Monday, April 26, 2010
Had another bad night last night; couldn't sleep because of the pain, and even when the pain pill started working a little, the frustration of not being able to sleep kept me awake. I finally took a Benadryl to make myself sleepy, but that took a long time to work too, and when I got up today, it still hadn't felt like the side effects had worn out. Note to self: never again a pain pill and a Benadryl in the same evening!
I had my alarm set for 8:30am to get up and go grocery shopping, but I kept hitting the snooze alarm til 9am. That's something I haven't done in a long while. Most days I don't even set the alarm unless I have a morning appointment the next day, and on the days I don't set the alarm, I am usually up between 8-9am.
I wasn't sure at first if I was up to shopping today, but I decided to get ready to go anyway; I still had my afternoon appointment with DHS, so I had to get dressed and do my hair today anyway. By the time I got myself together, I decided I was feeling good enough, even though not great, so I proceeded with my shopping plans anyway. I like to do my grocery shopping in the morning, and if i didn't go today, my next chance to go wouldn't have been til Friday.
My hip was hurting before I left home, but the pain level has been pretty manageable today, even with walking around in the store. If not for the fatigue today, I would consider this to be one of my "good days".

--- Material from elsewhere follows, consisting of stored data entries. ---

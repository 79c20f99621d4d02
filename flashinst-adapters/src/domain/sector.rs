//! Sector value object and cached sector entity.

use core::fmt;

use super::{SECTOR_SIZE, SectorBuf, erased_sector};

/// Index of a 4KB erase sector inside the configured flash region.
#[derive(Debug, Clone, Copy, PartialEq, Eq, Hash, PartialOrd, Ord)]
pub struct SectorNumber(u32);

impl SectorNumber {
    /// Create a new sector number.
    #[inline]
    pub const fn new(value: u32) -> Self {
        Self(value)
    }

    /// Get the underlying u32 value.
    #[inline]
    pub const fn value(self) -> u32 {
        self.0
    }

    /// Sector containing the given byte position of the region.
    #[inline]
    pub const fn containing(position: u64) -> Self {
        Self((position / SECTOR_SIZE as u64) as u32)
    }

    /// Byte position of the first byte of this sector, relative to the region.
    #[inline]
    pub const fn byte_offset(self) -> u64 {
        self.0 as u64 * SECTOR_SIZE as u64
    }
}

impl fmt::Display for SectorNumber {
    fn fmt(&self, f: &mut fmt::Formatter<'_>) -> fmt::Result {
        write!(f, "Sector({})", self.0)
    }
}

impl From<u32> for SectorNumber {
    fn from(value: u32) -> Self {
        Self::new(value)
    }
}

/// The state of a cached sector.
///
/// - Clean: cached bytes match the flash
/// - Stale: a program or erase failed part way, the flash contents are unknown
#[derive(Debug, Clone, Copy, PartialEq, Eq, Default)]
pub enum SectorState {
    /// Cached data is synchronized with flash.
    #[default]
    Clean,
    /// Cached data can no longer be trusted and must be reloaded.
    Stale,
}

impl SectorState {
    /// Check if the cached data can be served.
    #[inline]
    pub const fn is_clean(&self) -> bool {
        matches!(self, SectorState::Clean)
    }
}

/// How an update to a sector has to be committed to NOR flash.
#[derive(Debug, Clone, Copy, PartialEq, Eq)]
pub enum SectorUpdate {
    /// New bytes equal the stored ones.
    Unchanged,
    /// New bytes only clear bits, they can be programmed in place.
    Program,
    /// At least one bit goes from 0 to 1, the sector must be erased first.
    EraseAndWrite,
}

/// A sector loaded from flash.
pub struct Sector {
    number: SectorNumber,
    data: SectorBuf,
    state: SectorState,
}

impl Sector {
    /// Create a clean sector from data just read from flash.
    pub fn new(number: SectorNumber, data: SectorBuf) -> Self {
        Self {
            number,
            data,
            state: SectorState::Clean,
        }
    }

    /// Create a clean sector holding erased flash.
    pub fn erased(number: SectorNumber) -> Self {
        Self::new(number, erased_sector())
    }

    /// Get the sector number.
    #[inline]
    pub const fn number(&self) -> SectorNumber {
        self.number
    }

    /// Get the sector state.
    #[inline]
    pub const fn state(&self) -> SectorState {
        self.state
    }

    /// Get the cached bytes.
    #[inline]
    pub fn data(&self) -> &[u8] {
        &self.data[..]
    }

    /// Get the cached bytes as an aligned buffer.
    #[inline]
    pub fn buf(&self) -> &SectorBuf {
        &self.data
    }

    /// Mark the cached copy as untrustworthy.
    pub fn mark_stale(&mut self) {
        self.state = SectorState::Stale;
    }

    /// Classify what writing `bytes` at `offset` would take.
    ///
    /// # Panics
    ///
    /// Panics if the range does not fit inside the sector.
    pub fn classify(&self, offset: usize, bytes: &[u8]) -> SectorUpdate {
        assert!(offset + bytes.len() <= SECTOR_SIZE, "update exceeds sector");
        let current = &self.data[offset..offset + bytes.len()];
        if current == bytes {
            SectorUpdate::Unchanged
        } else if current.iter().zip(bytes).all(|(old, new)| old & new == *new) {
            SectorUpdate::Program
        } else {
            SectorUpdate::EraseAndWrite
        }
    }

    /// Build the sector image that results from writing `bytes` at `offset`.
    pub fn patched(&self, offset: usize, bytes: &[u8]) -> SectorBuf {
        let mut image = self.data;
        image[offset..offset + bytes.len()].copy_from_slice(bytes);
        image
    }

    /// Replace the cached bytes after a successful commit.
    pub fn replace(&mut self, data: SectorBuf) {
        self.data = data;
        self.state = SectorState::Clean;
    }
}

#[cfg(test)]
mod tests {
    use super::*;

    #[test]
    fn test_sector_number_positions() {
        assert_eq!(SectorNumber::containing(0), SectorNumber::new(0));
        assert_eq!(SectorNumber::containing(4095), SectorNumber::new(0));
        assert_eq!(SectorNumber::containing(4096), SectorNumber::new(1));
        assert_eq!(SectorNumber::new(3).byte_offset(), 3 * 4096);
        assert_eq!(format!("{}", SectorNumber::new(7)), "Sector(7)");
    }

    #[test]
    fn test_classify_update() {
        let sector = Sector::erased(SectorNumber::new(0));
        assert_eq!(sector.classify(0, &[0xFF, 0xFF]), SectorUpdate::Unchanged);
        assert_eq!(sector.classify(10, b"abc"), SectorUpdate::Program);

        let mut sector = sector;
        let image = sector.patched(10, &[0x0F]);
        sector.replace(image);
        // 0x0F -> 0x07 only clears a bit
        assert_eq!(sector.classify(10, &[0x07]), SectorUpdate::Program);
        // 0x0F -> 0xF0 sets bits
        assert_eq!(sector.classify(10, &[0xF0]), SectorUpdate::EraseAndWrite);
    }

    #[test]
    fn test_stale_state() {
        let mut sector = Sector::erased(SectorNumber::new(2));
        assert!(sector.state().is_clean());
        sector.mark_stale();
        assert_eq!(sector.state(), SectorState::Stale);
        sector.replace(erased_sector());
        assert!(sector.state().is_clean());
    }
}
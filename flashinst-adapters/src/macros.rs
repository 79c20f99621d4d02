// Logging shims so call sites stay the same with the `log` feature off.

#[allow(unused_macros)]
macro_rules! trace {
    ($($arg:tt)*) => {{
        #[cfg(feature = "log")]
        {
            log::trace!($($arg)*);
        }
    }};
}

#[allow(unused_macros)]
macro_rules! debug {
    ($($arg:tt)*) => {{
        #[cfg(feature = "log")]
        {
            log::debug!($($arg)*);
        }
    }};
}
//! Mount and install errors.

use std::fmt;
use std::io;

/// Errors raised while bringing a flash volume up.
#[derive(Debug)]
pub enum MountError {
    /// The device could not be read, sized or rewound.
    Io(io::Error),
    /// No usable filesystem and formatting was not allowed.
    Unformatted(io::Error),
    /// Formatting the device failed.
    Format(io::Error),
}

impl fmt::Display for MountError {
    fn fmt(&self, f: &mut fmt::Formatter<'_>) -> fmt::Result {
        match self {
            Self::Io(e) => write!(f, "flash volume I/O error: {}", e),
            Self::Unformatted(e) => write!(f, "flash volume is not formatted: {}", e),
            Self::Format(e) => write!(f, "failed to format flash volume: {}", e),
        }
    }
}

impl std::error::Error for MountError {
    fn source(&self) -> Option<&(dyn std::error::Error + 'static)> {
        match self {
            Self::Io(e) | Self::Unformatted(e) | Self::Format(e) => Some(e),
        }
    }
}

/// How far an install got.
///
/// A run walks `NotMounted -> Mounted -> FileOpen -> Written -> Closed`.
/// [`InstallError::phase`] reports the last phase reached before a failure.
#[derive(Debug, Clone, Copy, PartialEq, Eq, Hash)]
pub enum InstallPhase {
    /// No volume yet.
    NotMounted,
    /// Volume mounted, target not opened.
    Mounted,
    /// Target created or truncated, payload not fully written.
    FileOpen,
    /// Payload written, handle not yet closed.
    Written,
    /// Handle closed, directory entry committed.
    Closed,
}

impl fmt::Display for InstallPhase {
    fn fmt(&self, f: &mut fmt::Formatter<'_>) -> fmt::Result {
        let name = match self {
            Self::NotMounted => "not mounted",
            Self::Mounted => "mounted",
            Self::FileOpen => "file open",
            Self::Written => "written",
            Self::Closed => "closed",
        };
        f.write_str(name)
    }
}

/// Errors raised while installing a payload.
#[derive(Debug)]
pub enum InstallError {
    /// The volume could not be mounted.
    Mount(MountError),
    /// The target could not be created or truncated.
    FileOpen {
        /// Target path.
        path: String,
        /// Underlying cause.
        source: io::Error,
    },
    /// The payload was not written completely.
    Write {
        /// Target path.
        path: String,
        /// Bytes accepted before the failure.
        written: usize,
        /// Payload length.
        expected: usize,
        /// Underlying cause, `None` when the volume stopped accepting bytes.
        source: Option<io::Error>,
    },
    /// Committing the directory entry failed.
    Close {
        /// Target path.
        path: String,
        /// Underlying cause.
        source: io::Error,
    },
}

impl InstallError {
    /// Last phase the install reached before failing.
    pub fn phase(&self) -> InstallPhase {
        match self {
            Self::Mount(_) => InstallPhase::NotMounted,
            Self::FileOpen { .. } => InstallPhase::Mounted,
            Self::Write { .. } => InstallPhase::FileOpen,
            Self::Close { .. } => InstallPhase::Written,
        }
    }

    /// Target path, if the failure happened after mounting.
    pub fn path(&self) -> Option<&str> {
        match self {
            Self::Mount(_) => None,
            Self::FileOpen { path, .. } | Self::Write { path, .. } | Self::Close { path, .. } => {
                Some(path)
            }
        }
    }
}

impl fmt::Display for InstallError {
    fn fmt(&self, f: &mut fmt::Formatter<'_>) -> fmt::Result {
        match self {
            Self::Mount(e) => write!(f, "Failed to mount flash volume: {}", e),
            Self::FileOpen { path, source } => {
                write!(f, "Failed to create file {}: {}", path, source)
            }
            Self::Write {
                path,
                written,
                expected,
                source: Some(e),
            } => write!(
                f,
                "Failed to write {}: {} of {} bytes written: {}",
                path, written, expected, e
            ),
            Self::Write {
                path,
                written,
                expected,
                source: None,
            } => write!(
                f,
                "Failed to write {}: stopped after {} of {} bytes",
                path, written, expected
            ),
            Self::Close { path, source } => write!(f, "Failed to close {}: {}", path, source),
        }
    }
}

impl std::error::Error for InstallError {
    fn source(&self) -> Option<&(dyn std::error::Error + 'static)> {
        match self {
            Self::Mount(e) => Some(e),
            Self::FileOpen { source, .. } | Self::Close { source, .. } => Some(source),
            Self::Write { source, .. } => source
                .as_ref()
                .map(|e| e as &(dyn std::error::Error + 'static)),
        }
    }
}

impl From<MountError> for InstallError {
    fn from(err: MountError) -> Self {
        Self::Mount(err)
    }
}

#[cfg(test)]
mod tests {
    use super::*;

    #[test]
    fn test_phase_reached_before_failure() {
        let open = InstallError::FileOpen {
            path: "/game.js".into(),
            source: io::Error::other("write protected"),
        };
        assert_eq!(open.phase(), InstallPhase::Mounted);
        assert_eq!(open.path(), Some("/game.js"));

        let mount = InstallError::from(MountError::Unformatted(io::Error::other("bad sig")));
        assert_eq!(mount.phase(), InstallPhase::NotMounted);
        assert_eq!(mount.path(), None);
    }

    #[test]
    fn test_display_is_single_line() {
        let err = InstallError::Write {
            path: "/game.js".into(),
            written: 4096,
            expected: 10000,
            source: None,
        };
        let msg = err.to_string();
        assert!(!msg.contains('\n'));
        assert!(msg.contains("4096 of 10000"));
    }

    #[test]
    fn test_source_chain() {
        use std::error::Error;

        let err = InstallError::Close {
            path: "/a".into(),
            source: io::Error::other("flush"),
        };
        assert!(err.source().is_some());

        let short = InstallError::Write {
            path: "/a".into(),
            written: 0,
            expected: 1,
            source: None,
        };
        assert!(short.source().is_none());
    }
}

Had an interesting email today from an ill-informed, but well meaning friend. She sent me this whole thing about how asparagus cures cancer. I know she felt she was trying to help, but stuff like that really irritates me. I mean really, if that were a cure for cancer, wouldn't most cancers be curable by now? And geez, here I have been living with cancer for 7 years now, and all I would have had to do was eat asparagus! I actually love asparagus, and eat a lot of it when it's in season, but it's sure not something I would want to eat every day.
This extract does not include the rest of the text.